Zizi jeta un regard sur ses auditeurs et vit que tous s’intéressaient au sort de son héroïne. Et, pour intéresser cette bande de jeunes chenapans il n’avait fallu que ces deux mots: jolie et bonne… tant la beauté et la bonté vont de pair dans l’esthétique de ces cervelles pourtant incultes.


Voilà! continua-t-il. Vous saurez qu’à ce moment-là y avait une gonzesse de la haute qui était juste le contraire de la môme Marie Charmant. C’est-à-dire, pour belle, elle l’était, mais quelle gale! Une vraie teigne, que j’vous dis… du moins, je m’en doute! J’l’ai vue qu’une fois, mais ça suffit…


– Comment! tu l’as vue!…


– Elle est donc vivante, ta gonzesse de la haute!…


– C’est donc pas une vraie histoire que tu nous contes, puisque ça a l’air d’être arrivé.

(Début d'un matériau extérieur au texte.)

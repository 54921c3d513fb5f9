//! Color model
//!
//! Colors carry float channels so interpolation stays precise between ticks;
//! they are rounded and clamped to bytes only when a frame is emitted.

use rand::Rng;
use serde::{Deserialize, Serialize};

/// RGB color with a brightness scale factor
#[derive(Debug, Clone, Copy, Default, PartialEq, Serialize, Deserialize)]
#[serde(rename_all = "PascalCase")]
pub struct Color {
    pub red: f64,
    pub green: f64,
    pub blue: f64,
    /// 0.0 - 1.0
    pub brightness: f64,
}

impl Color {
    pub const BLACK: Self = Self::rgb(0, 0, 0);

    pub const fn rgb(red: u8, green: u8, blue: u8) -> Self {
        Self {
            red: red as f64,
            green: green as f64,
            blue: blue as f64,
            brightness: 1.0,
        }
    }

    pub fn with_brightness(self, brightness: f64) -> Self {
        Self { brightness, ..self }
    }

    /// True when all channels are zero, the profile encoding for "no color"
    pub fn is_unset(&self) -> bool {
        self.red == 0.0 && self.green == 0.0 && self.blue == 0.0
    }

    /// Channels rounded and clamped to bytes
    pub fn to_bytes(&self) -> [u8; 3] {
        [
            clamp_channel(self.red),
            clamp_channel(self.green),
            clamp_channel(self.blue),
        ]
    }
}

fn clamp_channel(v: f64) -> u8 {
    if v.is_nan() {
        return 0;
    }
    v.round().clamp(0.0, 255.0) as u8
}

/// Scale channels by the color's own brightness
pub fn modify_brightness(color: Color) -> Color {
    let b = color.brightness.clamp(0.0, 1.0);
    let scale = |v: f64| f64::from(clamp_channel(v * b));
    Color {
        red: scale(color.red),
        green: scale(color.green),
        blue: scale(color.blue),
        brightness: b,
    }
}

/// `a + (b - a) * t`
pub fn lerp(a: f64, b: f64, t: f64) -> f64 {
    a + (b - a) * t
}

/// Interpolate every channel of two colors, brightness is taken from `a`
pub fn lerp_color(a: &Color, b: &Color, t: f64) -> Color {
    let t = t.clamp(0.0, 1.0);
    Color {
        red: lerp(a.red, b.red, t).clamp(0.0, 255.0),
        green: lerp(a.green, b.green, t).clamp(0.0, 255.0),
        blue: lerp(a.blue, b.blue, t).clamp(0.0, 255.0),
        brightness: a.brightness,
    }
}

/// HSB/HSV to RGB (h: 0-360, s: 0-1, v: 0-1)
pub fn hsb_to_rgb(h: f64, s: f64, v: f64) -> (u8, u8, u8) {
    let h = h.rem_euclid(360.0);
    let s = s.clamp(0.0, 1.0);
    let v = v.clamp(0.0, 1.0);
    let c = v * s;
    let x = c * (1.0 - ((h / 60.0) % 2.0 - 1.0).abs());
    let m = v - c;
    let (r, g, b) = match (h / 60.0) as i32 {
        0 => (c, x, 0.0),
        1 => (x, c, 0.0),
        2 => (0.0, c, x),
        3 => (0.0, x, c),
        4 => (x, 0.0, c),
        _ => (c, 0.0, x),
    };
    (
        clamp_channel((r + m) * 255.0),
        clamp_channel((g + m) * 255.0),
        clamp_channel((b + m) * 255.0),
    )
}

/// Uniformly random channels with the given brightness
pub fn random_color(brightness: f64) -> Color {
    let mut rng = rand::rng();
    Color {
        red: f64::from(rng.random::<u8>()),
        green: f64::from(rng.random::<u8>()),
        blue: f64::from(rng.random::<u8>()),
        brightness,
    }
}

#[cfg(test)]
mod tests {
    use super::*;

    #[test]
    fn test_modify_brightness_bounds() {
        let c = Color::rgb(200, 17, 255);
        assert_eq!(modify_brightness(c.with_brightness(0.0)).to_bytes(), [0, 0, 0]);
        assert_eq!(modify_brightness(c.with_brightness(1.0)).to_bytes(), [200, 17, 255]);
    }

    #[test]
    fn test_modify_brightness_rounds() {
        let c = modify_brightness(Color::rgb(255, 0, 0).with_brightness(0.5));
        assert_eq!(c.to_bytes(), [128, 0, 0]);
    }

    #[test]
    fn test_lerp_endpoints() {
        let a = Color::rgb(10, 200, 30);
        let b = Color::rgb(250, 0, 99);
        assert_eq!(lerp_color(&a, &b, 0.0).to_bytes(), a.to_bytes());
        assert_eq!(lerp_color(&a, &b, 1.0).to_bytes(), b.to_bytes());
        assert_eq!(lerp(2.0, 4.0, 0.5), 3.0);
    }

    #[test]
    fn test_hsb_to_rgb() {
        assert_eq!(hsb_to_rgb(0.0, 1.0, 1.0), (255, 0, 0));
        assert_eq!(hsb_to_rgb(120.0, 1.0, 1.0), (0, 255, 0));
        assert_eq!(hsb_to_rgb(240.0, 1.0, 1.0), (0, 0, 255));
        assert_eq!(hsb_to_rgb(360.0, 1.0, 1.0), (255, 0, 0));
        assert_eq!(hsb_to_rgb(0.0, 0.0, 1.0), (255, 255, 255));
    }

    #[test]
    fn test_random_color_keeps_brightness() {
        let c = random_color(0.25);
        assert_eq!(c.brightness, 0.25);
        for v in [c.red, c.green, c.blue] {
            assert!((0.0..=255.0).contains(&v));
        }
    }

    #[test]
    fn test_to_bytes_clamps() {
        let c = Color {
            red: 300.0,
            green: -5.0,
            blue: f64::NAN,
            brightness: 1.0,
        };
        assert_eq!(c.to_bytes(), [255, 0, 0]);
    }
}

– Fermez ça, commande Zizi. Laissez-moi vous dire la suite, et vous verrez si cette bougresse-là n’était pas un vrai chiendent. La baronne… C’était une baronne, faut vous dire!


– Mince!…


– La baronne, donc, en voulait à la pauvre petite bouquetière. Pourquoi? Ne me le demandez pas, vu que j’en sais rien. Mais elle lui en voulait à mort! Et voilà qu’un jour, ou plutôt une nuit, elle radine chez Marie Charmant et l’emporte dans un sapin jusqu’à sa cambuse où elle l’enferme…


– Sale rosse!…


– Pauvre petiote!…


– Elle voulait lui régler son, affaire, la bougresse!…


– Oui! dit Zizi qui recueillait avidement ces interruptions. Mais attendez! Voilà qu’il y avait un bon bougre, un gars d’attaque, un bon zigue, comme qui dirait un Cœur-Bleu, quoi! Et justement, Nénesse… c’est Nénesse qu’y s’appelle, le bon bougre… Nénesse, donc, si vous l’aviez vu, z’auriez juré que c’était l’un de nous!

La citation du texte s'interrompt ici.